Some studies supported that elevated level of preoperative AChR-Ab could be proof of an subclinical MG [5, 6, 8]. Ito et al. divided their patients with PTMG into early and late onset group respectively, and found the early onset group may have had subclinical MG when they underwent initial surgery [2]. Previous studies revealed the incidence of PTMG in preoperative AchR-Ab positive patients were 23, 18.75 and 30.3%, respectively, and those of PTMG in preoperative AchR-Ab negative patients were 4.76, 2.78 and 0%, respectively [5, 7, 8], which suggested that preoperative high level of AchR-Ab might be a predictive indicator for the development of PTMG. In our case, there was a limitation that the patient’s preoperative Ach-Ab serum level and electromyogram weren’t measured.
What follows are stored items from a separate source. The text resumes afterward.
//! Default tuning parameters.
//!
//! Every value here is a default for a field in `config`; nothing reads
//! these directly at runtime, so hosts can override any of them.

// --- Wraith lifecycle ---

/// Time for a wraith to fade in after spawning (seconds).
pub const EMERGE_SECS: f32 = 1.6;

/// Time for a wraith to fade out once cleansed (seconds).
pub const DISSOLVE_SECS: f32 = 1.1;

/// Veil value at or below which an emerging wraith counts as manifest.
pub const VEIL_MANIFEST_CUTOFF: f32 = 0.05;

/// Veil value at or above which a dissolving wraith counts as gone.
pub const VEIL_GONE_CUTOFF: f32 = 0.95;

/// Exposure lost per second while a hunting wraith is not lit.
pub const EXPOSURE_FALLOFF: f32 = 0.35;

// --- Wraith motion ---

/// Base pursuit speed (m/s).
pub const WRAITH_SPEED: f32 = 6.5;

/// Speed multiplier beyond the burst range.
pub const BURST_MULTIPLIER: f32 = 1.6;

/// Planar distance beyond which the burst multiplier applies (meters).
pub const BURST_RANGE: f32 = 38.0;

/// Maximum yaw rate (rad/s).
pub const TURN_RATE: f32 = 2.2;

/// Turn-rate multiplier applied past the sharp-turn heading error.
pub const SHARP_TURN_FACTOR: f32 = 3.5;

/// Heading error past which the sharp-turn factor engages (radians, 35°).
pub const SHARP_TURN_ERROR: f32 = 35.0 * std::f32::consts::PI / 180.0;

/// Planar distance beyond which heading snaps straight at the target
/// instead of blending, preventing long-range orbiting (meters).
pub const HARD_LOCK_RANGE: f32 = 60.0;

/// Radius around the (offset) target inside which position snaps (meters).
pub const ARRIVE_RADIUS: f32 = 2.0;

// --- Swoop profile ---

/// Planar distance at which a wraith holds its high altitude (meters).
pub const SWOOP_FAR_BAND: f32 = 30.0;

/// Planar distance at which a wraith reaches its low altitude (meters).
pub const SWOOP_NEAR_BAND: f32 = 8.0;

/// Altitude above ground when far from the target (meters).
pub const SWOOP_HIGH_ALT: f32 = 14.0;

/// Altitude above ground when close to the target (meters).
/// Also the hard floor; a wraith never descends to ground level.
pub const SWOOP_LOW_ALT: f32 = 2.5;

/// Maximum vertical blend rate (m/s).
pub const SWOOP_BLEND_RATE: f32 = 5.0;

/// Random upward jitter added to the canopy entry altitude (meters).
pub const SPAWN_ALT_JITTER: f32 = 1.5;

// --- Spawner ---

/// Fixed wraith pool size.
pub const POOL_SIZE: usize = 10;

/// Maximum simultaneously active wraiths (before any hotspot boost).
pub const MAX_ALIVE: usize = 6;

/// Interval between timed spawns (seconds).
pub const SPAWN_INTERVAL: f32 = 4.5;

/// Retry cooldown after a spawn tick exhausts its placement attempts.
pub const SPAWN_RETRY_FALLBACK: f32 = 0.6;

/// Placement attempts per spawn call before deferring to the next tick.
pub const SPAWN_MAX_ATTEMPTS: u32 = 12;

/// Minimum spawn radius from the anchor point (meters).
pub const SPAWN_MIN_RADIUS: f32 = 18.0;

/// Maximum spawn radius from the anchor point (meters).
pub const SPAWN_MAX_RADIUS: f32 = 42.0;

/// Candidates closer than this to the live focus are rejected (meters).
pub const SPAWN_MIN_FOCUS_DIST: f32 = 12.0;

/// Minimum planar separation between wraiths at spawn time (meters).
pub const SPAWN_MIN_SEPARATION: f32 = 6.0;

/// Uniform angular jitter half-angle around the chosen sector (radians, 35°).
pub const SPAWN_JITTER_HALF_ANGLE: f32 = 35.0 * std::f32::consts::PI / 180.0;

/// Anti-pop-in: reject in-frustum candidates closer than this fraction of
/// the minimum spawn radius.
pub const ANTI_POPIN_FACTOR: f32 = 0.85;

/// Sector weights for placement direction relative to the view:
/// forward, behind, left, right.
pub const SECTOR_WEIGHTS: [f32; 4] = [0.45, 0.20, 0.175, 0.175];

// --- Waves ---

/// Net focus travel distance that arms a wave (meters).
pub const WAVE_TRAVEL_METERS: f32 = 140.0;

/// Minimum interval between waves (seconds).
pub const WAVE_MIN_INTERVAL: f32 = 25.0;

/// Random extra added to the wave cooldown (seconds, uniform 0..this).
pub const WAVE_JITTER: f32 = 10.0;

/// Wave burst size bounds (inclusive), further bounded by free capacity.
pub const WAVE_COUNT_MIN: u32 = 2;
pub const WAVE_COUNT_MAX: u32 = 4;

// --- Culling ---

/// Absolute recycle distance from the viewer (meters).
pub const CULL_DISTANCE: f32 = 90.0;

/// Behind-the-viewer distance past which the behind timer runs (meters).
pub const CULL_BEHIND_DISTANCE: f32 = 30.0;

/// Behind-timer duration before a wraith is despawned (seconds).
pub const CULL_BEHIND_TIMEOUT: f32 = 6.0;

/// Post-spawn window during which a wraith is immune to behind-culling.
pub const SPAWN_PROTECT_SECS: f32 = 3.0;

/// Exposure at or below which a wraith counts as unlit for culling.
pub const CULL_EXPOSURE_EPSILON: f32 = 0.05;

// --- Guard behavior ---

/// Angular speed of the guard orbit around a hotspot (rad/s).
pub const GUARD_ORBIT_RATE: f32 = 0.5;

/// Focus distance (to the hotspot or to the guard itself) that triggers
/// boosted pursuit (meters).
pub const GUARD_TRIGGER_DIST: f32 = 10.0;

/// Duration of the boosted pursuit after a guard is triggered (seconds).
pub const GUARD_CHASE_SECS: f32 = 6.0;

/// Speed multiplier while a guard is in boosted pursuit.
pub const GUARD_CHASE_SPEED_FACTOR: f32 = 1.35;

/// Burst multiplier factor while a guard is in boosted pursuit.
pub const GUARD_CHASE_BURST_FACTOR: f32 = 1.25;

// --- Beam ---

/// Beam cone half-angle (radians, 10°), and its adjustment bounds/step.
pub const BEAM_HALF_ANGLE: f32 = 10.0 * std::f32::consts::PI / 180.0;
pub const BEAM_HALF_ANGLE_MIN: f32 = 4.0 * std::f32::consts::PI / 180.0;
pub const BEAM_HALF_ANGLE_MAX: f32 = 18.0 * std::f32::consts::PI / 180.0;
pub const BEAM_HALF_ANGLE_STEP: f32 = 1.0 * std::f32::consts::PI / 180.0;

/// Beam reach (meters), and its adjustment bounds/step.
pub const BEAM_RANGE: f32 = 30.0;
pub const BEAM_RANGE_MIN: f32 = 15.0;
pub const BEAM_RANGE_MAX: f32 = 50.0;
pub const BEAM_RANGE_STEP: f32 = 2.0;

/// Exposure applied per second at full weight.
pub const BEAM_EXPOSURE_RATE: f32 = 0.9;

/// Aim point height above a wraith's position (meters).
pub const BEAM_AIM_HEIGHT: f32 = 1.2;

/// Heat gained per second while firing.
pub const BEAM_HEAT_RISE: f32 = 0.22;

/// Heat lost per second while not firing (or overheated).
pub const BEAM_HEAT_FALL: f32 = 0.35;

/// Heat level that trips the overheat latch.
pub const BEAM_OVERHEAT_HI: f32 = 1.0;

/// Heat level at which the overheat latch releases (hysteresis band).
pub const BEAM_OVERHEAT_LO: f32 = 0.35;

// --- Sanctuaries ---

/// Planar radius within which the focus activates a sanctuary (meters).
pub const SANCTUARY_RADIUS: f32 = 9.0;

/// Continuous beam-hold required to purify a sanctuary (seconds).
pub const SANCTUARY_HOLD_SECS: f32 = 6.0;

/// Charge lost per second while ineligible.
pub const SANCTUARY_DECAY_RATE: f32 = 0.12;

/// Interval between forced spawns while a sanctuary charges (seconds).
pub const SANCTUARY_SURGE_PERIOD: f32 = 1.2;

/// Aim point height above a sanctuary's base position (meters).
pub const SANCTUARY_AIM_HEIGHT: f32 = 1.5;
Although the postoperative serum titer of AChR-Ab was just slightly elevated, the clinical symptoms of PTMG were quite serious, which indicated that AChR-Ab level had a poor correlation with the clinical severity of MG patient [14].

In the late onset group of Ito’s study, they found PTMG was associated with tumor recurrence [2]. Mineo et al. redid surgeries to remove residual fat tissue where increased metabolic activity were detected in the late onset PTMG patients, resulting in complete remission [8]. However, in our case, the patient wasn’t found any evidence of recurrence, Kondo et al. also didn’t find any amelioration in PTMG patients after the resection of the residual thymus gland, which indicated extrathymic mechanism may play a role in the production of AchR-Ab [4]. Studies found mature autoantigen-specific T cells coming from thymomas could persist in the peripheral blood for many years [9, 15].
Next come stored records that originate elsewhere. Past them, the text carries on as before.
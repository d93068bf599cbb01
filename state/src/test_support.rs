// Copyright 2024 The Hierarchy Tree contributors.
// Licensed under the Apache License, Version 2.0 (found in
// the LICENSE-APACHE file) or the MIT license (found in
// the LICENSE-MIT file), at your option.

//! An in-memory [`HierarchyProvider`] used only by this crate's own tests.
//! Every level's children are whatever [`MockProvider::set_level`] last
//! registered for that key path; there is no query planning behind it.

use std::fmt;
use std::sync::Arc;

use futures_channel::mpsc;
use futures_util::{stream, StreamExt};
use parking_lot::Mutex;
use tree_core::{HierarchyLimit, HierarchyNode, InstanceFilter, InstanceKey, NodeKey, ProviderError};

use crate::provider::{
    FilterChange, FormatterChange, GetNodeInstanceKeysOptions, GetNodesOptions,
    HierarchyChangedEvent, HierarchyProvider, InstanceKeyRow, NodeFormatter, ProviderStream,
    TargetPath,
};

/// What loading a registered level should produce.
#[derive(Clone)]
pub(crate) enum LevelOutcome {
    Nodes(Vec<HierarchyNode>),
    RowsLimitExceeded(u32),
    Timeout(String),
    Other(String),
}

#[derive(Default)]
struct Inner {
    levels: hashbrown::HashMap<Vec<NodeKey>, LevelOutcome>,
    /// Levels registered via [`MockProvider::set_gated_level`]: loading them
    /// pends on the provider stream until the test sends nodes (or drops the
    /// sender to end it), which is what lets a cancellation test observe a
    /// load while it is still in flight.
    gated: hashbrown::HashMap<Vec<NodeKey>, mpsc::UnboundedReceiver<HierarchyNode>>,
    listeners: Vec<Arc<dyn Fn(HierarchyChangedEvent) + Send + Sync>>,
    disposed: bool,
    get_nodes_calls: u32,
}

/// A hand-rolled `HierarchyProvider` stand-in for unit tests.
#[derive(Default)]
pub(crate) struct MockProvider {
    inner: Mutex<Inner>,
}

impl fmt::Debug for MockProvider {
    fn fmt(&self, f: &mut fmt::Formatter<'_>) -> fmt::Result {
        f.debug_struct("MockProvider").finish_non_exhaustive()
    }
}

impl MockProvider {
    pub(crate) fn new() -> Self {
        Self::default()
    }

    /// Registers what loading the level at `path` (the full ancestor key
    /// path of the parent, empty for the root) should produce.
    pub(crate) fn set_level(&self, path: Vec<NodeKey>, outcome: LevelOutcome) {
        self.inner.lock().levels.insert(path, outcome);
    }

    pub(crate) fn get_nodes_call_count(&self) -> u32 {
        self.inner.lock().get_nodes_calls
    }

    /// Registers `path` as a gated level: the first (and only) call to
    /// `get_nodes` for it returns a stream fed by the returned sender,
    /// rather than one resolved from a fixture list up front. Pending until
    /// a node is sent, and completes once the sender is dropped.
    pub(crate) fn set_gated_level(&self, path: Vec<NodeKey>) -> mpsc::UnboundedSender<HierarchyNode> {
        let (tx, rx) = mpsc::unbounded();
        self.inner.lock().gated.insert(path, rx);
        tx
    }

    pub(crate) fn is_disposed(&self) -> bool {
        self.inner.lock().disposed
    }

    /// Raises a `hierarchyChanged` event synchronously, as a real provider
    /// would from inside the call that caused it.
    pub(crate) fn fire_hierarchy_changed(&self, event: HierarchyChangedEvent) {
        let listeners: Vec<_> = self.inner.lock().listeners.clone();
        for listener in listeners {
            listener(event.clone());
        }
    }
}

fn path_for(parent_node: &Option<Arc<HierarchyNode>>) -> Vec<NodeKey> {
    match parent_node {
        None => Vec::new(),
        Some(node) => {
            let mut path = node.parent_keys.clone();
            path.push(node.key.clone());
            path
        }
    }
}

fn filter_nodes(nodes: Vec<HierarchyNode>, filter: Option<&InstanceFilter>) -> Vec<HierarchyNode> {
    match filter {
        None => nodes,
        Some(f) if f.is_empty() => nodes,
        Some(f) => {
            let needle = f.expression().as_str().unwrap_or_default();
            nodes.into_iter().filter(|n| n.label.contains(needle)).collect()
        }
    }
}

impl HierarchyProvider for MockProvider {
    fn get_nodes<'a>(&'a self, options: GetNodesOptions) -> ProviderStream<'a, HierarchyNode> {
        let path = path_for(&options.parent_node);
        let gated = {
            let mut inner = self.inner.lock();
            inner.get_nodes_calls += 1;
            inner.gated.remove(&path)
        };
        if let Some(rx) = gated {
            return Box::pin(rx.map(Ok));
        }

        let outcome = self.inner.lock().levels.get(&path).cloned();

        let items: Vec<Result<HierarchyNode, ProviderError>> = match outcome {
            None => Vec::new(),
            Some(LevelOutcome::Nodes(nodes)) => {
                let filtered = filter_nodes(nodes, options.instance_filter.as_ref());
                match options.hierarchy_level_size_limit.as_limited() {
                    Some(limit) if filtered.len() > limit as usize => {
                        let mut rows: Vec<_> =
                            filtered.into_iter().take(limit as usize).map(Ok).collect();
                        rows.push(Err(ProviderError::RowsLimitExceeded {
                            limit: HierarchyLimit::Limited(limit),
                        }));
                        rows
                    }
                    _ => filtered.into_iter().map(Ok).collect(),
                }
            }
            Some(LevelOutcome::RowsLimitExceeded(limit)) => {
                vec![Err(ProviderError::RowsLimitExceeded {
                    limit: HierarchyLimit::Limited(limit),
                })]
            }
            Some(LevelOutcome::Timeout(message)) => vec![Err(ProviderError::Timeout { message })],
            Some(LevelOutcome::Other(message)) => vec![Err(ProviderError::Other { message })],
        };

        Box::pin(stream::iter(items))
    }

    fn get_node_instance_keys<'a>(
        &'a self,
        options: GetNodeInstanceKeysOptions,
    ) -> ProviderStream<'a, InstanceKeyRow> {
        let outcome = self.inner.lock().levels.get(&path_for(&options.parent_node)).cloned();
        let rows: Vec<Result<InstanceKeyRow, ProviderError>> = match outcome {
            Some(LevelOutcome::Nodes(nodes)) => nodes
                .into_iter()
                .filter_map(|n| match n.key {
                    NodeKey::Instances(keys) => Some(keys),
                    _ => None,
                })
                .flatten()
                .map(|k| {
                    Ok(InstanceKeyRow {
                        class_name: k.class_name,
                        id: k.id,
                    })
                })
                .collect(),
            _ => Vec::new(),
        };
        Box::pin(stream::iter(rows))
    }

    fn set_formatter(&self, _formatter: Option<NodeFormatter>) {
        self.fire_hierarchy_changed(HierarchyChangedEvent {
            filter_change: None,
            formatter_change: Some(FormatterChange),
        });
    }

    fn set_hierarchy_filter(&self, _paths: Vec<TargetPath>) {
        self.fire_hierarchy_changed(HierarchyChangedEvent {
            filter_change: Some(FilterChange { new_filter: None }),
            formatter_change: None,
        });
    }

    fn on_hierarchy_changed(&self, listener: Box<dyn Fn(HierarchyChangedEvent) + Send + Sync>) {
        self.inner.lock().listeners.push(Arc::from(listener));
    }

    fn dispose(&self) {
        self.inner.lock().disposed = true;
    }
}

pub(crate) fn generic_key(key: &str) -> NodeKey {
    NodeKey::Generic(key.into())
}

pub(crate) fn instances_key(class_name: &str, id: &str) -> NodeKey {
    NodeKey::Instances(vec![InstanceKey {
        class_name: class_name.into(),
        id: id.into(),
    }])
}

/// Builds a fixture node whose ancestor path is `parent_keys`.
pub(crate) fn node_at(parent_keys: &[NodeKey], key: NodeKey, label: &str, has_children: bool) -> HierarchyNode {
    HierarchyNode {
        key,
        parent_keys: parent_keys.to_vec(),
        label: label.into(),
        has_children,
        auto_expand: false,
        supports_filtering: true,
        extended_data: serde_json::Value::Null,
        non_grouping_ancestor: None,
    }
}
In our case, we blamed the patient’s respiratory failure on the severe pneumonia initially, without awareness of coexisting PTMG. Actually, pneumonia is a common complication after thoracic surgeries, mainly attributed to the stagnation of airway secretion, which can be also caused by respiratory muscle weakness in MG patients. Infection can not only induce MG, but also lead to MG deterioration [16]. As seen in our case, his severe pneumonia may be the result of MG, which in turn leads to MG deterioration, forming a vicious cycle. Combined with our unwareness of new onset PTMG, the patient missed the best opportunity for treatment, and finally developed to refractory PTMG, requiring much more expensive treatments and longer hospital stays.

Conclusion

In the perioperative management of asymptomatic thymoma patients, careful evaluation including physical examination, electrophysiological test and AChR-Ab level should be done to identify subclinical MG, so that the surgeons and anesthesiologists could take measures in advance to avoid PTMG. Complete resection should be performed during thymectomy, if not, additional postoperative adjuvant therapy is neccessary to avoid recurrence. It’s important to identify PTMG at a early stage, especially when being interfered with by postoperative complications, such as lung infection, so that treatments could be initiated as soon as possible to avoid developing to refractory PTMG.